Stored data entries
//! Fantom fcode instruction set definitions.
//!
//! This crate provides the opcode table for the fcode bytecode format: the
//! 56 operations, their wire-level byte values, assembly mnemonics, and
//! operand signatures. Byte values are fixed by existing compiled pods and
//! must never be renumbered.

pub mod duration;

/// The operand signature of an operation: what payload follows the opcode
/// byte on the wire and after the mnemonic in assembly text.
#[derive(Clone, Copy, Debug, PartialEq, Eq, Hash)]
pub enum OperandSig {
    /// No operand. One byte on the wire.
    None,
    /// 64-bit integer, interned in the pod integer table.
    Integer,
    /// 64-bit float, interned in the pod float table.
    Float,
    /// Decimal literal, stored as a string in the pod decimal table.
    Decimal,
    /// String, interned in the pod string table.
    Str,
    /// Duration in nanosecond ticks, interned in the pod duration table.
    Duration,
    /// A single type reference.
    Type,
    /// URI, stored as a string in the pod URI table.
    Uri,
    /// A method variable (register) index; absent means the implicit `this`.
    Register,
    /// A field reference.
    Field,
    /// A method reference.
    Method,
    /// A jump target (another instruction in the same body).
    Jump,
    /// Two type references.
    TypePair,
    /// A u16 count followed by that many jump targets.
    Switch,
}

macro_rules! opcodes {
    ($(($variant:ident, $byte:literal, $mnemonic:literal, $sig:ident),)*) => {
        /// An fcode operation. The discriminant is the wire-level opcode byte.
        #[derive(Clone, Copy, Debug, PartialEq, Eq, Hash)]
        #[repr(u8)]
        pub enum Opcode {
            $($variant = $byte,)*
        }

        impl Opcode {
            /// Every opcode, in wire-byte order.
            pub const ALL: &'static [Opcode] = &[$(Opcode::$variant,)*];

            /// Look up an opcode by its wire byte value.
            pub fn from_byte(byte: u8) -> Option<Opcode> {
                match byte {
                    $($byte => Some(Opcode::$variant),)*
                    _ => None,
                }
            }

            /// Look up an opcode by its assembly mnemonic.
            pub fn from_mnemonic(mnemonic: &str) -> Option<Opcode> {
                match mnemonic {
                    $($mnemonic => Some(Opcode::$variant),)*
                    _ => None,
                }
            }

            /// The assembly mnemonic for this opcode.
            pub fn mnemonic(self) -> &'static str {
                match self {
                    $(Opcode::$variant => $mnemonic,)*
                }
            }

            /// The operand signature for this opcode.
            pub fn signature(self) -> OperandSig {
                match self {
                    $(Opcode::$variant => OperandSig::$sig,)*
                }
            }
        }
    };
}

opcodes! {
    (Nop, 0, "nop", None),
    (LoadNull, 1, "ld.null", None),
    (LoadFalse, 2, "ld.false", None),
    (LoadTrue, 3, "ld.true", None),
    (LoadInt, 4, "ld.int", Integer),
    (LoadFloat, 5, "ld.float", Float),
    (LoadDecimal, 6, "ld.decimal", Decimal),
    (LoadStr, 7, "ld.str", Str),
    (LoadDuration, 8, "ld.duration", Duration),
    (LoadType, 9, "ld.type", Type),
    (LoadUri, 10, "ld.uri", Uri),
    (LoadVar, 11, "ld.var", Register),
    (StoreVar, 12, "st.var", Register),
    (LoadInstance, 13, "ld.instance", Field),
    (StoreInstance, 14, "st.instance", Field),
    (LoadStatic, 15, "ld.static", Field),
    (StoreStatic, 16, "st.static", Field),
    (LoadMixinStatic, 17, "ld.mixin", Field),
    (StoreMixinStatic, 18, "st.mixin", Field),
    (CallNew, 19, "new", Method),
    (CallCtor, 20, "ctor", Method),
    (CallStatic, 21, "call.static", Method),
    (CallVirtual, 22, "call.virtual", Method),
    (CallNonVirtual, 23, "call", Method),
    (CallMixinStatic, 24, "call.mixin.static", Method),
    (CallMixinVirtual, 25, "call.mixin.virtual", Method),
    (CallMixinNonVirtual, 26, "call.mixin", Method),
    (Jump, 27, "jmp", Jump),
    (JumpTrue, 28, "jmp.true", Jump),
    (JumpFalse, 29, "jmp.false", Jump),
    (CompareEq, 30, "cmp.eq", TypePair),
    (CompareNe, 31, "cmp.ne", TypePair),
    (Compare, 32, "cmp", TypePair),
    (CompareLe, 33, "cmp.le", TypePair),
    (CompareLt, 34, "cmp.lt", TypePair),
    (CompareGt, 35, "cmp.gt", TypePair),
    (CompareGe, 36, "cmp.ge", TypePair),
    (CompareSame, 37, "cmp.same", None),
    (CompareNotSame, 38, "cmp.different", None),
    (CompareNull, 39, "cmp.null", Type),
    (CompareNotNull, 40, "cmp.notnull", Type),
    (Return, 41, "ret", None),
    (Pop, 42, "pop", Type),
    (Dup, 43, "dup", Type),
    (Is, 44, "is", Type),
    (As, 45, "as", Type),
    (Coerce, 46, "coerce", TypePair),
    (Switch, 47, "switch", Switch),
    (Throw, 48, "throw", None),
    (Leave, 49, "leave", Jump),
    (JumpFinally, 50, "jmp.finally", Jump),
    (CatchAllStart, 51, "catch.all", None),
    (CatchErrStart, 52, "catch.err", Type),
    (CatchEnd, 53, "catch.end", None),
    (FinallyStart, 54, "finally.start", None),
    (FinallyEnd, 55, "finally.end", None),
}

impl Opcode {
    /// The wire byte value of this opcode.
    pub fn byte(self) -> u8 {
        self as u8
    }

    /// True for the two catch-entry marker opcodes.
    pub fn is_catch_start(self) -> bool {
        matches!(self, Opcode::CatchAllStart | Opcode::CatchErrStart)
    }

    /// True for jump-signature opcodes (`jmp`, `jmp.true`, `jmp.false`,
    /// `leave`, `jmp.finally`).
    pub fn is_jump(self) -> bool {
        self.signature() == OperandSig::Jump
    }
}

impl std::fmt::Display for Opcode {
    fn fmt(&self, f: &mut std::fmt::Formatter<'_>) -> std::fmt::Result {
        f.write_str(self.mnemonic())
    }
}

#[cfg(test)]
mod tests {
    use super::*;

    #[test]
    fn byte_values_are_dense_and_stable() {
        assert_eq!(Opcode::ALL.len(), 56);
        for (i, op) in Opcode::ALL.iter().enumerate() {
            assert_eq!(op.byte() as usize, i);
            assert_eq!(Opcode::from_byte(i as u8), Some(*op));
        }
        assert_eq!(Opcode::from_byte(56), None);
    }

    #[test]
    fn mnemonic_lookup_is_inverse() {
        for op in Opcode::ALL {
            assert_eq!(Opcode::from_mnemonic(op.mnemonic()), Some(*op));
        }
        assert_eq!(Opcode::from_mnemonic("ld.bogus"), None);
    }

    #[test]
    fn comparison_opcode_order_matches_wire() {
        // gt sits below ge in the wire table; existing pods depend on it.
        assert_eq!(Opcode::CompareGt.byte(), 35);
        assert_eq!(Opcode::CompareGe.byte(), 36);
    }
}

- **Work task**
Taking the records above, retype every line from the one with "pod decimal table." down to the one with "wire-level opcode byte.", exactly and with nothing else.

- **Answer section**
    /// Decimal literal, stored as a string in the pod decimal table.
    Decimal,
    /// String, interned in the pod string table.
    Str,
    /// Duration in nanosecond ticks, interned in the pod duration table.
    Duration,
    /// A single type reference.
    Type,
    /// URI, stored as a string in the pod URI table.
    Uri,
    /// A method variable (register) index; absent means the implicit `this`.
    Register,
    /// A field reference.
    Field,
    /// A method reference.
    Method,
    /// A jump target (another instruction in the same body).
    Jump,
    /// Two type references.
    TypePair,
    /// A u16 count followed by that many jump targets.
    Switch,
}

macro_rules! opcodes {
    ($(($variant:ident, $byte:literal, $mnemonic:literal, $sig:ident),)*) => {
        /// An fcode operation. The discriminant is the wire-level opcode byte.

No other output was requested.